== Segment start ==

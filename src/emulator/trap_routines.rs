use crate::errors::ExecutionError;
use crate::hardware::keyboard::KeyboardInputProvider;
use crate::hardware::memory::Memory;
use crate::hardware::registers::{Registers, from_binary};
use std::io;
use std::io::Write;
use std::ops::ControlFlow;

pub const HALT_NOTICE: &str = "\nProgram halted\n";

/// Routines reachable with the TRAP instruction, keyed by the 8 bit trap vector.
#[repr(u8)]
#[derive(enumn::N, Debug, Copy, Clone, PartialEq, Eq)]
pub enum TrapVector {
    GetC = 0x20,
    Out = 0x21,
    PutS = 0x22,
    In = 0x23,
    PutSP = 0x24,
    Halt = 0x25,
}

fn read_character_from_console(
    regs: &mut Registers,
    keyboard: &mut dyn KeyboardInputProvider,
) -> ControlFlow<Result<(), ExecutionError>, u8> {
    match keyboard.read_input_character() {
        Ok(Some(c)) => {
            regs.set(0, from_binary(u16::from(c)));
            ControlFlow::Continue(c)
        }
        Ok(None) => ControlFlow::Break(Err(ExecutionError::Interrupted)),
        Err(e) => wrap_io_error_in_cf(&e),
    }
}

/// GETC: Read a single character from the keyboard. The character is not echoed onto the console.
///
/// Its ASCII code is copied into R0. The high eight bits of R0 are cleared.
pub fn get_c(
    regs: &mut Registers,
    keyboard: &mut dyn KeyboardInputProvider,
) -> ControlFlow<Result<(), ExecutionError>> {
    read_character_from_console(regs, keyboard)?;
    ControlFlow::Continue(())
}

/// IN: Print a prompt on the screen and read a single character echoed back from the keyboard,
/// followed by a newline.
///
/// Otherwise, like 0x20 GETC.
pub fn in_trap(
    regs: &mut Registers,
    keyboard: &mut dyn KeyboardInputProvider,
    stdout: &mut impl Write,
    prompt: &str,
) -> ControlFlow<Result<(), ExecutionError>> {
    write_out(prompt.as_bytes(), stdout)?;
    let c = read_character_from_console(regs, keyboard)?;
    write_out(&[c, b'\n'], stdout)
}

/// OUT: Write a character in R0[7:0] to the console display.
pub fn out(regs: &Registers, stdout: &mut impl Write) -> ControlFlow<Result<(), ExecutionError>> {
    let [low, _high] = regs.get(0).as_binary().to_le_bytes();
    write_out(&[low], stdout)
}

fn put_one_char_per_u16(input: u16, append_to: &mut Vec<u8>) {
    let [low, _high] = input.to_le_bytes();
    append_to.push(low);
}

fn put_two_chars_per_u16(input: u16, append_to: &mut Vec<u8>) {
    let [low, high] = input.to_le_bytes();
    append_to.push(low);
    if high != 0 {
        append_to.push(high);
    }
}

/// Collects characters from R0's address on until a 0x0000 word, stops after one full
/// pass through memory if there is none.
fn put(
    regs: &Registers,
    mem: &mut Memory,
    stdout: &mut impl Write,
    handle_char: fn(u16, &mut Vec<u8>),
) -> ControlFlow<Result<(), ExecutionError>> {
    let mut address = regs.get(0).as_binary();
    let mut s = Vec::with_capacity(120);
    for _ in 0..=u16::MAX {
        let word = mem.read(address);
        if word == 0 {
            break;
        }
        handle_char(word, &mut s);
        address = address.wrapping_add(1);
    }
    write_out(&s, stdout)
}

/// PUTS: print null-delimited char* from register 0's address
pub fn put_s(
    regs: &Registers,
    mem: &mut Memory,
    stdout: &mut impl Write,
) -> ControlFlow<Result<(), ExecutionError>> {
    put(regs, mem, stdout, put_one_char_per_u16)
}

/// PUTSP: Packed version of PUTS
///
/// The ASCII code contained in bits [7:0] of a memory location is written to the console first.
/// The second character of the last memory location can be 0x00.
/// Writing terminates with a 0x000 char.
pub fn put_sp(
    regs: &Registers,
    mem: &mut Memory,
    stdout: &mut impl Write,
) -> ControlFlow<Result<(), ExecutionError>> {
    put(regs, mem, stdout, put_two_chars_per_u16)
}

/// HALT: End program and optionally write a message to stdout
pub fn halt(
    stdout: &mut impl Write,
    print_notice: bool,
) -> ControlFlow<Result<(), ExecutionError>> {
    if print_notice {
        write_out(HALT_NOTICE.as_bytes(), stdout)?;
    }
    ControlFlow::Break(Ok(()))
}

fn write_out(message: &[u8], stdout: &mut impl Write) -> ControlFlow<Result<(), ExecutionError>> {
    match stdout.write_all(message).and_then(|()| stdout.flush()) {
        Ok(()) => ControlFlow::Continue(()),
        Err(e) => wrap_io_error_in_cf(&e),
    }
}

fn wrap_io_error_in_cf<T>(error: &io::Error) -> ControlFlow<Result<(), ExecutionError>, T> {
    ControlFlow::Break(Err(ExecutionError::IOInputOutputError(error.to_string())))
}
use autotemplate::Notifier;
use std::io::{IsTerminal, Write};
use termcolor::{Color, ColorChoice, ColorSpec, StandardStream, WriteColor};

/// Create a StandardStream with appropriate color support
///
/// Follows the termcolor recommended pattern:
/// - Respects user preference from --color flag
/// - When Auto, checks IsTerminal to disable for pipes/redirects
/// - ColorChoice::Auto also respects NO_COLOR environment variable
pub fn create_stdout(preference: ColorChoice) -> StandardStream {
    let choice = if preference == ColorChoice::Auto && !std::io::stdout().is_terminal() {
        ColorChoice::Never
    } else {
        preference
    };
    StandardStream::stdout(choice)
}

/// Same as [`create_stdout`], for stderr
pub fn create_stderr(preference: ColorChoice) -> StandardStream {
    let choice = if preference == ColorChoice::Auto && !std::io::stderr().is_terminal() {
        ColorChoice::Never
    } else {
        preference
    };
    StandardStream::stderr(choice)
}

/// Warning color: yellow + bold
pub fn warning() -> ColorSpec {
    let mut spec = ColorSpec::new();
    spec.set_fg(Some(Color::Yellow)).set_bold(true);
    spec
}

/// Success color: green
pub fn success() -> ColorSpec {
    let mut spec = ColorSpec::new();
    spec.set_fg(Some(Color::Green));
    spec
}

/// Highlight color: cyan (for paths)
pub fn highlight() -> ColorSpec {
    let mut spec = ColorSpec::new();
    spec.set_fg(Some(Color::Cyan));
    spec
}

/// Dim color: gray (for secondary info)
pub fn dim() -> ColorSpec {
    let mut spec = ColorSpec::new();
    spec.set_dimmed(true);
    spec
}

/// Print one line in the given colour, resetting afterwards
pub fn print_line(stream: &mut StandardStream, spec: &ColorSpec, text: &str) {
    // Terminal output is best-effort.
    let _ = stream.set_color(spec);
    let _ = write!(stream, "{}", text);
    let _ = stream.reset();
    let _ = writeln!(stream);
}

/// Shows notices on stderr in the warning colour
pub struct TerminalNotifier {
    color: ColorChoice,
}

impl TerminalNotifier {
    pub fn new(color: ColorChoice) -> Self {
        Self { color }
    }
}

impl Notifier for TerminalNotifier {
    fn notice(&self, message: &str) {
        let mut stderr = create_stderr(self.color);
        print_line(&mut stderr, &warning(), message);
    }
}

== Segment end ==

Task: What is needed is an exact repetition of the lines from the first line of the records through the line containing "the console display.", both ends included, and nothing more.

Completed exercise:
filename src/emulator/trap_routines.rs
use crate::errors::ExecutionError;
use crate::hardware::keyboard::KeyboardInputProvider;
use crate::hardware::memory::Memory;
use crate::hardware::registers::{Registers, from_binary};
use std::io;
use std::io::Write;
use std::ops::ControlFlow;

pub const HALT_NOTICE: &str = "\nProgram halted\n";

/// Routines reachable with the TRAP instruction, keyed by the 8 bit trap vector.
#[repr(u8)]
#[derive(enumn::N, Debug, Copy, Clone, PartialEq, Eq)]
pub enum TrapVector {
    GetC = 0x20,
    Out = 0x21,
    PutS = 0x22,
    In = 0x23,
    PutSP = 0x24,
    Halt = 0x25,
}

fn read_character_from_console(
    regs: &mut Registers,
    keyboard: &mut dyn KeyboardInputProvider,
) -> ControlFlow<Result<(), ExecutionError>, u8> {
    match keyboard.read_input_character() {
        Ok(Some(c)) => {
            regs.set(0, from_binary(u16::from(c)));
            ControlFlow::Continue(c)
        }
        Ok(None) => ControlFlow::Break(Err(ExecutionError::Interrupted)),
        Err(e) => wrap_io_error_in_cf(&e),
    }
}

/// GETC: Read a single character from the keyboard. The character is not echoed onto the console.
///
/// Its ASCII code is copied into R0. The high eight bits of R0 are cleared.
pub fn get_c(
    regs: &mut Registers,
    keyboard: &mut dyn KeyboardInputProvider,
) -> ControlFlow<Result<(), ExecutionError>> {
    read_character_from_console(regs, keyboard)?;
    ControlFlow::Continue(())
}

/// IN: Print a prompt on the screen and read a single character echoed back from the keyboard,
/// followed by a newline.
///
/// Otherwise, like 0x20 GETC.
pub fn in_trap(
    regs: &mut Registers,
    keyboard: &mut dyn KeyboardInputProvider,
    stdout: &mut impl Write,
    prompt: &str,
) -> ControlFlow<Result<(), ExecutionError>> {
    write_out(prompt.as_bytes(), stdout)?;
    let c = read_character_from_console(regs, keyboard)?;
    write_out(&[c, b'\n'], stdout)
}

/// OUT: Write a character in R0[7:0] to the console display.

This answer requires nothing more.